I think being stalked by Donald Sutherland at the gym is probably as scary as airborne viruses... especially if he's giving you that 70s stare.

Regarding #4. yes and yes.

July 8, 2011 | Unregistered CommenterNathaniel R

Bad dialogue scares me as much as anything...

Kidding (sort of). I think I watched this movie 2 or 3 times back in the day (albeit on cable) because I had a bit of a fannish crush on Rene Russo (until she messed with her face, that is.) She was sooo lovely - and in everything at the time, it seems (she was wonderful support, as I recall, in Get Shorty. Writer William Goldman made some very interesting observations in one of his books as to the reason her career cooled - one flop film that she headlined, and the studios didn't want to hire her; whereas, he observed, A-list male actors were usually allowed repeated flops.)

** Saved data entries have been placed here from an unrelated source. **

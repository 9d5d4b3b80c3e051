//! Cheapest insertion location for a single node.

use crate::cost::CostOracle;
use crate::error::{Result, TourError};
use crate::models::{Cycle, Node};

/// Where and at what marginal cost a node is best spliced into a cycle.
///
/// `cost` is `c(pred, node) + c(node, succ) - c(pred, succ)`.
#[derive(Debug, Clone, PartialEq)]
pub struct Insertion<N> {
    /// Tail of the arc to be split.
    pub pred: N,
    /// Head of the arc to be split.
    pub succ: N,
    /// Marginal cost of the insertion.
    pub cost: f64,
}

/// Marginal cost of splitting arc `(pred, succ)` with `node`.
pub(crate) fn insertion_cost<N, C>(pred: &N, node: &N, succ: &N, costs: &C) -> Result<f64>
where
    C: CostOracle<N> + ?Sized,
{
    Ok(costs.cost(pred, node)? + costs.cost(node, succ)? - costs.cost(pred, succ)?)
}

/// Finds the arc of `cycle` into which `node` is cheapest to insert.
///
/// Every arc is tried in traversal order; on equal cost the first arc
/// encountered is kept. The cycle is not modified.
///
/// # Errors
///
/// [`TourError::EmptyCycle`] if the cycle has fewer than 2 distinct nodes
/// (the loop `[a, a]` has no arc between different nodes), and
/// [`TourError::MissingEdgeCost`] for any undefined arc.
///
/// # Examples
///
/// ```
/// use u_tour::constructive::find_insertion;
/// use u_tour::cost::CostTable;
/// use u_tour::models::Cycle;
///
/// let mut costs = CostTable::new();
/// costs.insert_symmetric('A', 'B', 5.0);
/// costs.insert_symmetric('A', 'C', 3.0);
/// costs.insert_symmetric('C', 'B', 4.0);
///
/// let cycle = Cycle::from_closed(vec!['A', 'B', 'A']).unwrap();
/// let best = find_insertion(&cycle, &'C', &costs).unwrap();
/// assert_eq!((best.pred, best.succ), ('A', 'B'));
/// assert!((best.cost - 2.0).abs() < 1e-10);
/// ```
pub fn find_insertion<N, C>(cycle: &Cycle<N>, node: &N, costs: &C) -> Result<Insertion<N>>
where
    N: Node,
    C: CostOracle<N> + ?Sized,
{
    if cycle.num_nodes() < 2 {
        return Err(TourError::EmptyCycle { len: cycle.len() });
    }
    let mut best: Option<Insertion<N>> = None;
    for (pred, succ) in cycle.edges() {
        let cost = insertion_cost(pred, node, succ, costs)?;
        if best.as_ref().is_none_or(|b| cost < b.cost) {
            best = Some(Insertion {
                pred: pred.clone(),
                succ: succ.clone(),
                cost,
            });
        }
    }
    best.ok_or(TourError::EmptyCycle { len: cycle.len() })
}
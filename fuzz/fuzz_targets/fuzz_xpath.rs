#![no_main]
use libfuzzer_sys::fuzz_target;
use xmlvalidator::tree::Document;
use xmlvalidator::xpath::evaluate;

fuzz_target!(|data: &[u8]| {
    if let Ok(expr) = std::str::from_utf8(data) {
        if let Ok(doc) = Document::parse_str(
            "<!DOCTYPE root [<!ATTLIST child attr ID #IMPLIED>]>\
             <root xmlns:p=\"urn:p\"><child attr=\"val\">text</child><p:x/><!--c--><?pi d?></root>",
        ) {
            if let Some(root) = doc.root_element() {
                // XPath evaluation should never panic on any expression
                let _ = evaluate(&doc, root, expr);
            }
        }
    }
});
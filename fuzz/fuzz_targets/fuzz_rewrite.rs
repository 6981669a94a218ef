#![no_main]
use libfuzzer_sys::fuzz_target;
use xmlvalidator::parser::{parse_str_with_options, ParseOptions};
use xmlvalidator::serial::{serialize_with_options, SerializeOptions};

fuzz_target!(|data: &[u8]| {
    if let Ok(s) = std::str::from_utf8(data) {
        let opts = ParseOptions::default().load_external_dtd(false);
        // A rewritten DOCTYPE must still parse whenever the input did.
        if let Ok(doc) = parse_str_with_options(s, &opts) {
            let output =
                serialize_with_options(&doc, &SerializeOptions::default().doctype_system("x.dtd"));
            assert!(parse_str_with_options(&output, &opts).is_ok(), "{output}");
        }
    }
});
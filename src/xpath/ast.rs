//! Abstract syntax tree types for `XPath` 1.0 expressions.
//!
//! This module defines the AST that results from parsing an `XPath` expression
//! string. The AST closely follows the `XPath` 1.0 grammar from
//! <https://www.w3.org/TR/xpath-10/#section-Basics>.
//!
//! The primary type is [`Expr`], which represents any `XPath` expression.
//! Location paths are composed of [`Step`]s, each having an [`Axis`],
//! a [`NodeTest`], and zero or more predicate expressions.

use std::fmt;

/// An `XPath` expression.
#[derive(Debug, Clone, PartialEq)]
pub enum Expr {
    /// A numeric literal.
    Number(f64),

    /// A string literal.
    String(String),

    /// A variable reference (`$name`), without the `$`.
    Variable(String),

    /// A binary operator applied to two operands.
    BinaryOp {
        /// The operator.
        op: BinaryOp,
        /// Left operand.
        left: Box<Expr>,
        /// Right operand.
        right: Box<Expr>,
    },

    /// Unary minus.
    UnaryNeg(Box<Expr>),

    /// A call to one of the core functions.
    FunctionCall {
        /// Function name as written.
        name: String,
        /// Argument expressions.
        args: Vec<Expr>,
    },

    /// A relative location path, evaluated from the context node.
    Path {
        /// The steps, left to right.
        steps: Vec<Step>,
    },

    /// An absolute location path, evaluated from the document root.
    RootPath {
        /// The steps, left to right. Empty for `/` alone.
        steps: Vec<Step>,
    },

    /// A primary expression filtered by predicates (`$x[1]`, `(//a)[2]`).
    Filter {
        /// The filtered expression; must yield a node-set.
        expr: Box<Expr>,
        /// Predicates applied in order, positions in document order.
        predicates: Vec<Expr>,
    },

    /// A filter expression continued by a relative path (`id('x')/name`).
    FilterPath {
        /// The leading expression; must yield a node-set.
        filter: Box<Expr>,
        /// Steps applied to each node of the filter result.
        steps: Vec<Step>,
    },

    /// `left | right`.
    Union(Box<Expr>, Box<Expr>),
}

impl Expr {
    /// Height of the expression tree, counting only `Expr` nodes; a literal
    /// has depth 1. Walks the tree with an explicit stack.
    #[must_use]
    pub fn depth(&self) -> usize {
        let mut deepest = 0;
        let mut pending: Vec<(&Expr, usize)> = vec![(self, 1)];
        while let Some((expr, depth)) = pending.pop() {
            deepest = deepest.max(depth);
            let below = depth + 1;
            match expr {
                Expr::Number(_) | Expr::String(_) | Expr::Variable(_) => {}
                Expr::BinaryOp { left, right, .. } | Expr::Union(left, right) => {
                    pending.push((&**left, below));
                    pending.push((&**right, below));
                }
                Expr::UnaryNeg(inner) => pending.push((&**inner, below)),
                Expr::FunctionCall { args, .. } => {
                    pending.extend(args.iter().map(|arg| (arg, below)));
                }
                Expr::Path { steps } | Expr::RootPath { steps } => {
                    pending.extend(step_predicates(steps).map(|p| (p, below)));
                }
                Expr::Filter { expr, predicates } => {
                    pending.push((&**expr, below));
                    pending.extend(predicates.iter().map(|p| (p, below)));
                }
                Expr::FilterPath { filter, steps } => {
                    pending.push((&**filter, below));
                    pending.extend(step_predicates(steps).map(|p| (p, below)));
                }
            }
        }
        deepest
    }
}

fn step_predicates(steps: &[Step]) -> impl Iterator<Item = &Expr> {
    steps.iter().flat_map(|step| &step.predicates)
}

/// Binary operators, loosest binding first.
#[derive(Debug, Clone, Copy, PartialEq, Eq, Hash)]
pub enum BinaryOp {
    /// `or`
    Or,
    /// `and`
    And,
    /// `=`
    Eq,
    /// `!=`
    Neq,
    /// `<`
    Lt,
    /// `<=`
    Lte,
    /// `>`
    Gt,
    /// `>=`
    Gte,
    /// `+`
    Add,
    /// `-`
    Sub,
    /// `*`
    Mul,
    /// `div`
    Div,
    /// `mod`
    Mod,
}

/// One step of a location path: `axis::node-test[predicate]*`.
#[derive(Debug, Clone, PartialEq)]
pub struct Step {
    /// The direction of travel from the context node.
    pub axis: Axis,
    /// Which nodes on the axis are selected.
    pub node_test: NodeTest,
    /// Filters applied in axis order.
    pub predicates: Vec<Expr>,
}

impl Step {
    /// `descendant-or-self::node()`, the expansion of `//`.
    #[must_use]
    pub fn descendant_or_self() -> Self {
        Self {
            axis: Axis::DescendantOrSelf,
            node_test: NodeTest::Node,
            predicates: Vec::new(),
        }
    }
}

/// The 13 `XPath` axes (section 2.2).
#[derive(Debug, Clone, Copy, PartialEq, Eq, Hash)]
pub enum Axis {
    Child,
    Descendant,
    Parent,
    Ancestor,
    FollowingSibling,
    PrecedingSibling,
    Following,
    Preceding,
    Attribute,
    Namespace,
    Self_,
    DescendantOrSelf,
    AncestorOrSelf,
}

impl Axis {
    /// The axis name as written in an expression.
    #[must_use]
    pub fn as_str(self) -> &'static str {
        match self {
            Self::Child => "child",
            Self::Descendant => "descendant",
            Self::Parent => "parent",
            Self::Ancestor => "ancestor",
            Self::FollowingSibling => "following-sibling",
            Self::PrecedingSibling => "preceding-sibling",
            Self::Following => "following",
            Self::Preceding => "preceding",
            Self::Attribute => "attribute",
            Self::Namespace => "namespace",
            Self::Self_ => "self",
            Self::DescendantOrSelf => "descendant-or-self",
            Self::AncestorOrSelf => "ancestor-or-self",
        }
    }

    /// Looks up an axis by name.
    #[must_use]
    pub fn parse(s: &str) -> Option<Self> {
        match s {
            "child" => Some(Self::Child),
            "descendant" => Some(Self::Descendant),
            "parent" => Some(Self::Parent),
            "ancestor" => Some(Self::Ancestor),
            "following-sibling" => Some(Self::FollowingSibling),
            "preceding-sibling" => Some(Self::PrecedingSibling),
            "following" => Some(Self::Following),
            "preceding" => Some(Self::Preceding),
            "attribute" => Some(Self::Attribute),
            "namespace" => Some(Self::Namespace),
            "self" => Some(Self::Self_),
            "descendant-or-self" => Some(Self::DescendantOrSelf),
            "ancestor-or-self" => Some(Self::AncestorOrSelf),
            _ => None,
        }
    }

    /// Reverse axes number their nodes in reverse document order.
    #[must_use]
    pub fn is_reverse(self) -> bool {
        matches!(
            self,
            Self::Ancestor | Self::AncestorOrSelf | Self::Preceding | Self::PrecedingSibling
        )
    }
}

impl fmt::Display for Axis {
    fn fmt(&self, f: &mut fmt::Formatter<'_>) -> fmt::Result {
        f.write_str(self.as_str())
    }
}

/// A node test (section 2.3).
#[derive(Debug, Clone, PartialEq, Eq)]
pub enum NodeTest {
    /// A `QName`; a prefix resolves against the document element's bindings.
    Name(String),

    /// `*`: any node of the axis's principal type.
    Wildcard,

    /// `prefix:*`.
    PrefixWildcard(String),

    /// `node()`
    Node,

    /// `text()`
    Text,

    /// `comment()`
    Comment,

    /// `processing-instruction()` with an optional target literal.
    ProcessingInstruction(Option<String>),
}

impl fmt::Display for NodeTest {
    fn fmt(&self, f: &mut fmt::Formatter<'_>) -> fmt::Result {
        match self {
            Self::Name(name) => write!(f, "{name}"),
            Self::Wildcard => f.write_str("*"),
            Self::PrefixWildcard(prefix) => write!(f, "{prefix}:*"),
            Self::Node => f.write_str("node()"),
            Self::Text => f.write_str("text()"),
            Self::Comment => f.write_str("comment()"),
            Self::ProcessingInstruction(None) => f.write_str("processing-instruction()"),
            Self::ProcessingInstruction(Some(name)) => {
                write!(f, "processing-instruction('{name}')")
            }
        }
    }
}

impl fmt::Display for BinaryOp {
    fn fmt(&self, f: &mut fmt::Formatter<'_>) -> fmt::Result {
        f.write_str(match self {
            Self::Or => "or",
            Self::And => "and",
            Self::Eq => "=",
            Self::Neq => "!=",
            Self::Lt => "<",
            Self::Lte => "<=",
            Self::Gt => ">",
            Self::Gte => ">=",
            Self::Add => "+",
            Self::Sub => "-",
            Self::Mul => "*",
            Self::Div => "div",
            Self::Mod => "mod",
        })
    }
}

#[cfg(test)]
mod tests {
    use super::*;
    use pretty_assertions::assert_eq;

    #[test]
    fn test_axis_names_parse_back() {
        for axis in [
            Axis::Child,
            Axis::Descendant,
            Axis::Parent,
            Axis::Ancestor,
            Axis::FollowingSibling,
            Axis::PrecedingSibling,
            Axis::Following,
            Axis::Preceding,
            Axis::Attribute,
            Axis::Namespace,
            Axis::Self_,
            Axis::DescendantOrSelf,
            Axis::AncestorOrSelf,
        ] {
            assert_eq!(Axis::parse(axis.as_str()), Some(axis));
        }
        assert_eq!(Axis::parse("sideways"), None);
    }

    #[test]
    fn test_depth_counts_expression_levels() {
        assert_eq!(Expr::Number(1.0).depth(), 1);
        let sum = Expr::BinaryOp {
            op: BinaryOp::Add,
            left: Box::new(Expr::Number(1.0)),
            right: Box::new(Expr::UnaryNeg(Box::new(Expr::Variable("x".into())))),
        };
        assert_eq!(sum.depth(), 3);
        let path = Expr::Path {
            steps: vec![
                Step::descendant_or_self(),
                Step {
                    axis: Axis::Child,
                    node_test: NodeTest::Wildcard,
                    predicates: vec![sum],
                },
            ],
        };
        assert_eq!(path.depth(), 4);
    }

    #[test]
    fn test_reverse_axes() {
        assert!(Axis::Ancestor.is_reverse());
        assert!(Axis::PrecedingSibling.is_reverse());
        assert!(!Axis::Child.is_reverse());
        assert!(!Axis::Following.is_reverse());
    }

    #[test]
    fn test_node_test_display() {
        assert_eq!(NodeTest::Name("bk:title".into()).to_string(), "bk:title");
        assert_eq!(NodeTest::PrefixWildcard("bk".into()).to_string(), "bk:*");
        assert_eq!(
            NodeTest::ProcessingInstruction(Some("app".into())).to_string(),
            "processing-instruction('app')"
        );
    }
}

I also recall Kevin Spacey having a supporting role in this as Rene's co-worker in the lab, back when he was still "who is that guy" to me, just before he splashed out with American Beauty, etc and became the hottest actor on the planet. (And didn't that cool rather quickly?)

July 9, 2011 | Unregistered CommenterJanice

Janice -- now i'm having trouble recalling which film of Russo's didn't hit. She was in so many hits and then she was just gone. It was definitely weird.

I don't remember this movie at all other than that i thought it was vaguely ridiculous. I like uncontrollable virus movies a lot more when they result in zombies. And even those i'm cooling on after a glut of them.

July 9, 2011 | Registered CommenterNATHANIEL R

My Rene Russo peak -- and hers as well, since it was most certainly downhill from there -- was The Thomas Crown Affair. She's incredibly strong and sexy in that. I still revisit it from time to time simply for her character/performance.